Risk capital targets need to have a clear competitive advantage, preferably on a national basis, and potentially sustainable for 5 years. In other words, just being the best firm in town in your industry isn’t going to cut it. And being first to market is only an advantage while you can invest to remain first to market. At the extreme, we ask software entrepreneurs how long it would take Microsoft to copy or engineer-around their product.
If you are looking for risk capital, be prepared to talk about the evolution of your company. After all, the person who is CEO now, while the company has four employees, is pretty unlikely to be the CEO when the company is growing rapidly and has a hundred employees. If you are the CEO now, are you prepared to give up the reins?
Too often, I find that entrepreneurs develop a sense of embarrassment if they haven’t utilized risk capital. In my opinion, this is yet another side effect of the bubble. Accepting risk capital, from angels or VCs, involves giving up ownership and control. There’s nothing wrong with entrepreneurs who bootstrap their business without relinquishing either.

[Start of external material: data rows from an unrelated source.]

use std::fs;
use std::io::{self, Read};

use clap::{Args, Parser, Subcommand, ValueEnum};
use futures_util::{SinkExt, StreamExt};
use reqwest::header::{HeaderMap, HeaderValue};
use serde_json::{Map, Value};
use sketch::authority::Actor;
use sketch::model::SketchSnapshot;
use sketch::sync::{Envelope, SyncMessage};
use tokio_tungstenite::connect_async;
use tokio_tungstenite::tungstenite::Message;
use uuid::Uuid;


type WsStream = tokio_tungstenite::WebSocketStream<tokio_tungstenite::MaybeTlsStream<tokio::net::TcpStream>>;

#[derive(Debug, thiserror::Error)]
enum CliError {
    #[error("missing user id; pass --user-id or set SKETCH_USER_ID")]
    MissingUserId,
    #[error("invalid base URL: {0}")]
    InvalidBaseUrl(String),
    #[error("http request failed: {0}")]
    Http(#[from] reqwest::Error),
    #[error("invalid header value: {0}")]
    InvalidHeader(#[from] reqwest::header::InvalidHeaderValue),
    #[error("websocket failed: {0}")]
    Ws(Box<tokio_tungstenite::tungstenite::Error>),
    #[error("server returned {status}: {message}")]
    ServerError { status: String, message: String },
    #[error("missing expected field `{0}`")]
    MissingField(&'static str),
    #[error("invalid JSON payload: {0}")]
    InvalidJson(#[from] serde_json::Error),
    #[error("failed to read {path}: {source}")]
    Input { path: String, source: io::Error },
}

impl From<tokio_tungstenite::tungstenite::Error> for CliError {
    fn from(error: tokio_tungstenite::tungstenite::Error) -> Self {
        Self::Ws(Box::new(error))
    }
}

#[derive(Parser, Debug)]
#[command(name = "sketch-cli", about = "Sketch relay API and websocket CLI")]
struct Cli {
    #[arg(long, env = "SKETCH_BASE_URL", default_value = "http://127.0.0.1:3000")]
    base_url: String,

    #[arg(long, env = "SKETCH_USER_ID")]
    user_id: Option<Uuid>,

    #[command(subcommand)]
    command: Command,
}

#[derive(Debug, Clone)]
struct CliContext {
    base_url: String,
    user_id: Option<Uuid>,
}

#[derive(Subcommand, Debug)]
enum Command {
    Ping,
    Api(ApiCommand),
    Ws(WsCommand),
}

#[derive(Args, Debug)]
struct ApiCommand {
    #[command(subcommand)]
    command: ApiSubcommand,
}

#[derive(Subcommand, Debug)]
enum ApiSubcommand {
    Sketch(SketchCommand),
}

#[derive(Args, Debug)]
struct SketchCommand {
    #[command(subcommand)]
    command: SketchSubcommand,
}

#[derive(Subcommand, Debug)]
enum SketchSubcommand {
    List,
    Read {
        sketch_id: Uuid,
    },
    Create {
        #[arg(long)]
        name: String,
        #[arg(long, help = "Snapshot JSON file, or - for stdin; empty sketch when absent")]
        input: Option<String>,
    },
    Update {
        sketch_id: Uuid,
        #[arg(long)]
        name: Option<String>,
        #[arg(long, help = "Snapshot JSON file, or - for stdin")]
        input: Option<String>,
    },
    Delete {
        sketch_id: Uuid,
    },
}

#[derive(Args, Debug)]
struct WsCommand {
    #[command(subcommand)]
    command: WsSubcommand,
}

#[derive(Subcommand, Debug)]
enum WsSubcommand {
    /// Print every message relayed in a room, one JSON line each.
    Watch(WatchArgs),
    /// Replace a room's sketch, connecting as master.
    Push(PushArgs),
}

#[derive(Clone, Copy, Debug, ValueEnum)]
enum RoleArg {
    Master,
    Player,
}

#[derive(Args, Debug)]
struct WatchArgs {
    #[arg(long)]
    room_id: Uuid,

    #[arg(long, env = "SKETCH_PARTICIPANT_ID", help = "Defaults to a fresh id")]
    participant_id: Option<Uuid>,

    #[arg(long, value_enum, default_value_t = RoleArg::Player)]
    role: RoleArg,

    #[arg(long, help = "Exit after this many messages")]
    count: Option<usize>,
}

#[derive(Args, Debug)]
struct PushArgs {
    #[arg(long)]
    room_id: Uuid,

    #[arg(long, env = "SKETCH_PARTICIPANT_ID", help = "Defaults to a fresh id")]
    participant_id: Option<Uuid>,

    #[arg(long, conflicts_with = "input", required_unless_present = "input")]
    sketch_id: Option<Uuid>,

    #[arg(long, help = "Snapshot JSON file, or - for stdin")]
    input: Option<String>,
}

#[tokio::main]
async fn main() -> Result<(), CliError> {
    let cli = Cli::parse();
    let ctx = CliContext { base_url: cli.base_url, user_id: cli.user_id };

    match cli.command {
        Command::Ping => run_ping(&ctx).await,
        Command::Api(api) => run_api(&ctx, api).await,
        Command::Ws(ws) => run_ws(&ctx, ws).await,
    }
}

async fn run_ping(cli: &CliContext) -> Result<(), CliError> {
    let client = reqwest::Client::new();
    let url = format!("{}/healthz", cli.base_url.trim_end_matches('/'));
    let response = client.get(url).send().await?;
    let status = response.status();
    if !status.is_success() {
        return Err(CliError::ServerError {
            status: format!("HTTP {}", status.as_u16()),
            message: "health check failed".to_owned(),
        });
    }
    println!("ok");
    Ok(())
}

// =============================================================================
// REST
// =============================================================================

async fn run_api(cli: &CliContext, api: ApiCommand) -> Result<(), CliError> {
    match api.command {
        ApiSubcommand::Sketch(sketch) => run_api_sketch(cli, sketch).await,
    }
}

async fn run_api_sketch(cli: &CliContext, sketch: SketchCommand) -> Result<(), CliError> {
    let json = match sketch.command {
        SketchSubcommand::List => api_request(cli, reqwest::Method::GET, "/api/sketches", None).await?,
        SketchSubcommand::Read { sketch_id } => {
            let path = format!("/api/sketches/{sketch_id}");
            api_request(cli, reqwest::Method::GET, &path, None).await?
        }
        SketchSubcommand::Create { name, input } => {
            let data = match input {
                Some(path) => read_snapshot(&path)?,
                None => SketchSnapshot::default(),
            };
            let body = serde_json::json!({ "name": name, "data": data });
            api_request(cli, reqwest::Method::POST, "/api/sketches", Some(body)).await?
        }
        SketchSubcommand::Update { sketch_id, name, input } => {
            let mut body = Map::new();
            if let Some(name) = name {
                body.insert("name".to_owned(), Value::String(name));
            }
            if let Some(path) = input {
                body.insert("data".to_owned(), serde_json::to_value(read_snapshot(&path)?)?);
            }
            let path = format!("/api/sketches/{sketch_id}");
            api_request(cli, reqwest::Method::PATCH, &path, Some(Value::Object(body))).await?
        }
        SketchSubcommand::Delete { sketch_id } => {
            let path = format!("/api/sketches/{sketch_id}");
            api_request(cli, reqwest::Method::DELETE, &path, None).await?
        }
    };
    print_json(&json)
}

async fn api_request(
    cli: &CliContext,
    method: reqwest::Method,
    path: &str,
    body: Option<Value>,
) -> Result<Value, CliError> {
    let user_id = cli.user_id.ok_or(CliError::MissingUserId)?;

    let mut headers = HeaderMap::new();
    headers.insert("x-user-id", HeaderValue::from_str(&user_id.to_string())?);

    let client = reqwest::Client::builder().default_headers(headers).build()?;
    let url = format!("{}{}", cli.base_url.trim_end_matches('/'), path);

    let request = client.request(method, &url);
    let request = if let Some(json) = body { request.json(&json) } else { request };

    let response = request.send().await?;
    let status = response.status();
    // DELETE answers 204 with no body.
    let value = response.json::<Value>().await.unwrap_or(Value::Null);

    if !status.is_success() {
        return Err(CliError::ServerError { status: format!("HTTP {}", status.as_u16()), message: value.to_string() });
    }

    Ok(value)
}

// =============================================================================
// WEBSOCKET
// =============================================================================

async fn run_ws(cli: &CliContext, ws: WsCommand) -> Result<(), CliError> {
    match ws.command {
        WsSubcommand::Watch(args) => ws_watch(cli, args).await,
        WsSubcommand::Push(args) => ws_push(cli, args).await,
    }
}

async fn ws_watch(cli: &CliContext, args: WatchArgs) -> Result<(), CliError> {
    let participant_id = args.participant_id.unwrap_or_else(Uuid::new_v4);
    let actor = match args.role {
        RoleArg::Master => Actor::master(participant_id),
        RoleArg::Player => Actor::player(participant_id),
    };
    let mut stream = connect_room(&cli.base_url, args.room_id, &actor).await?;
    eprintln!("watching room {} as {participant_id}", args.room_id);

    let mut seen = 0_usize;
    while args.count.is_none_or(|limit| seen < limit) {
        let Some(text) = recv_text(&mut stream).await? else {
            break;
        };
        let envelope = Envelope::decode(&text)?;
        println!("{}", serde_json::to_string(&envelope)?);
        seen = seen.saturating_add(1);
    }
    Ok(())
}

async fn ws_push(cli: &CliContext, args: PushArgs) -> Result<(), CliError> {
    let snapshot = match (&args.sketch_id, &args.input) {
        (Some(sketch_id), _) => {
            let path = format!("/api/sketches/{sketch_id}");
            let sketch = api_request(cli, reqwest::Method::GET, &path, None).await?;
            let data = sketch.get("data").cloned().ok_or(CliError::MissingField("data"))?;
            serde_json::from_value::<SketchSnapshot>(data)?
        }
        (None, Some(path)) => read_snapshot(path)?,
        (None, None) => return Err(CliError::MissingField("sketch_id")),
    };

    let actor = Actor::master(args.participant_id.unwrap_or_else(Uuid::new_v4));
    let mut stream = connect_room(&cli.base_url, args.room_id, &actor).await?;

    let items = snapshot.paths.len() + snapshot.images.len() + snapshot.tokens.len();
    let text = Envelope::new(None, SyncMessage::SketchUpdate(snapshot)).encode()?;
    stream.send(Message::text(text)).await?;
    stream.close(None).await?;

    eprintln!("pushed sketch to room {}: items={items}", args.room_id);
    Ok(())
}

async fn connect_room(base_url: &str, room_id: Uuid, actor: &Actor) -> Result<WsStream, CliError> {
    let url = ws_url(base_url, room_id, actor)?;
    let (stream, _) = connect_async(url).await?;
    Ok(stream)
}

fn ws_url(base_url: &str, room_id: Uuid, actor: &Actor) -> Result<String, CliError> {
    let base_url = base_url.trim_end_matches('/');
    let role = if actor.is_master() { "master" } else { "player" };
    let path = format!("/api/rooms/{room_id}/ws?participant_id={}&role={role}", actor.participant_id);

    if let Some(rest) = base_url.strip_prefix("http://") {
        return Ok(format!("ws://{rest}{path}"));
    }
    if let Some(rest) = base_url.strip_prefix("https://") {
        return Ok(format!("wss://{rest}{path}"));
    }

    Err(CliError::InvalidBaseUrl(base_url.to_owned()))
}

/// Next text message, or `None` once the server closes the stream.
async fn recv_text(stream: &mut WsStream) -> Result<Option<String>, CliError> {
    loop {
        let Some(message) = stream.next().await else {
            return Ok(None);
        };
        match message? {
            Message::Text(text) => return Ok(Some(text.to_string())),
            Message::Close(_) => return Ok(None),
            _ => {}
        }
    }
}

// =============================================================================
// HELPERS
// =============================================================================

fn read_snapshot(path: &str) -> Result<SketchSnapshot, CliError> {
    let raw = if path == "-" {
        let mut buf = String::new();
        io::stdin()
            .read_to_string(&mut buf)
            .map_err(|source| CliError::Input { path: "stdin".to_owned(), source })?;
        buf
    } else {
        fs::read_to_string(path).map_err(|source| CliError::Input { path: path.to_owned(), source })?
    };
    parse_snapshot(&raw)
}

/// Accept either a bare snapshot or a saved sketch record with a `data` field.
fn parse_snapshot(raw: &str) -> Result<SketchSnapshot, CliError> {
    let mut value = serde_json::from_str::<Value>(raw)?;
    if let Some(data) = value.as_object_mut().and_then(|map| map.remove("data")) {
        value = data;
    }
    Ok(serde_json::from_value(value)?)
}

fn print_json(value: &Value) -> Result<(), CliError> {
    let rendered = serde_json::to_string_pretty(value)?;
    println!("{rendered}");
    Ok(())
}
#![allow(clippy::float_cmp)]

use super::*;

#[test]
fn default_transform_is_identity() {
    let t = SurfaceTransform::default();
    let p = transform_pointer_to_surface(Point::new(12.5, 40.0), &t);
    assert_eq!(p, Point::new(12.5, 40.0));
}

#[test]
fn from_viewport_scales_to_logical_surface() {
    let t = SurfaceTransform::from_viewport(0.0, 0.0, 960.0, 540.0);
    assert_eq!(t.scale_x, 2.0);
    assert_eq!(t.scale_y, 2.0);
    let p = transform_pointer_to_surface(Point::new(480.0, 270.0), &t);
    assert_eq!(p, Point::new(960.0, 540.0));
}

#[test]
fn transform_subtracts_element_origin() {
    let t = SurfaceTransform::from_viewport(100.0, 50.0, 1920.0, 1080.0);
    let p = transform_pointer_to_surface(Point::new(100.0, 50.0), &t);
    assert_eq!(p, Point::new(0.0, 0.0));
    let p = transform_pointer_to_surface(Point::new(2020.0, 1130.0), &t);
    assert_eq!(p, Point::new(1920.0, 1080.0));
}

#[test]
fn degenerate_viewport_falls_back_to_unit_scale() {
    let t = SurfaceTransform::from_viewport(0.0, 0.0, 0.0, -10.0);
    assert_eq!(t.scale_x, 1.0);
    assert_eq!(t.scale_y, 1.0);
}

#[test]
fn surface_size_matches_constants() {
    let s = Size::surface();
    assert_eq!(s.width, 1920.0);
    assert_eq!(s.height, 1080.0);
}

Don’t get me wrong: we need risk capital. Wisconsin needs more than most states, given the dearth of venture capital available based on any measure you choose. And some “new economy” business models, especially in the life sciences, consistently require risk capital.

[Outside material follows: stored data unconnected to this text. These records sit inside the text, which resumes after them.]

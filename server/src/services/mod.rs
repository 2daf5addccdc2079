//! Domain services used by websocket and HTTP routes.
//!
//! ARCHITECTURE
//! ============
//! Service modules own room bookkeeping and persistence so route handlers
//! can stay focused on protocol translation.

pub mod room;
pub mod sketches;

At the same time, no economy depends 100% on a specific industry area. Healthy economies are diversified. The boom/bust cycles in Silicon Valley and Austin attest to the potential dangers of overspecialization.
We want high-tech companies because they provide fulfilling, high wage employment. But not all high-tech companies need risk capital.
The vast majority of businesses capitalize using founder money and assets, secured and unsecured loans, supplier and customer financing, and good-old-fashioned cash flow management. Each of these offers a variety of creative options to consider. Variations on these, combined with investor capital, offer hybrid mechanisms that may look like risk capital but don’t make the same demands of the business (i.e., an affiliated angel puts up assets to secure a low-interest loan from a bank and receives warrants in return). Crafty entrepreneurs can create win-win short-term financing opportunities without taking on the onerous responsibilities of risk capital.
If you’re thinking about risk capital, take the time to really think about how you’ll use it. Here are some questions to ask yourself (try to answer honestly):
Does your business have the potential to double (or triple) every year for the next 5-7 years?
Can your business survive competing with firms around the state? Around the country?
Are you prepared to bring in additional management to oversee this rapid growth? Are you prepared to give up some or all of your control if necessary?
Are you prepared to put in the effort required to generate the returns demanded by your investors? Even if this includes the possibility that they will end up making more money from the business than you do?
Obviously, while these may appear to be yes-no questions, the likely answers are more complicated. Few business decisions are truly black or white, and the decision to seek and accept risk capital is no different. Make the decision to seek risk capital as deliberately and carefully as you would make any other fundamental decision about your company.
(1) J Freear, J Sohl, and W Wetzel, Jr, (2000). “The Informal Venture Capital Market: Milestones Passed and the Road Ahead,” Entrepreneurship 2000, Sexton & Smilor ed. Upstart Publishing, Chicago.
Adam J. Bock is the research manager for Early Stage Research, an angel network, and a regular contributor to the Wisconsin Technology Network.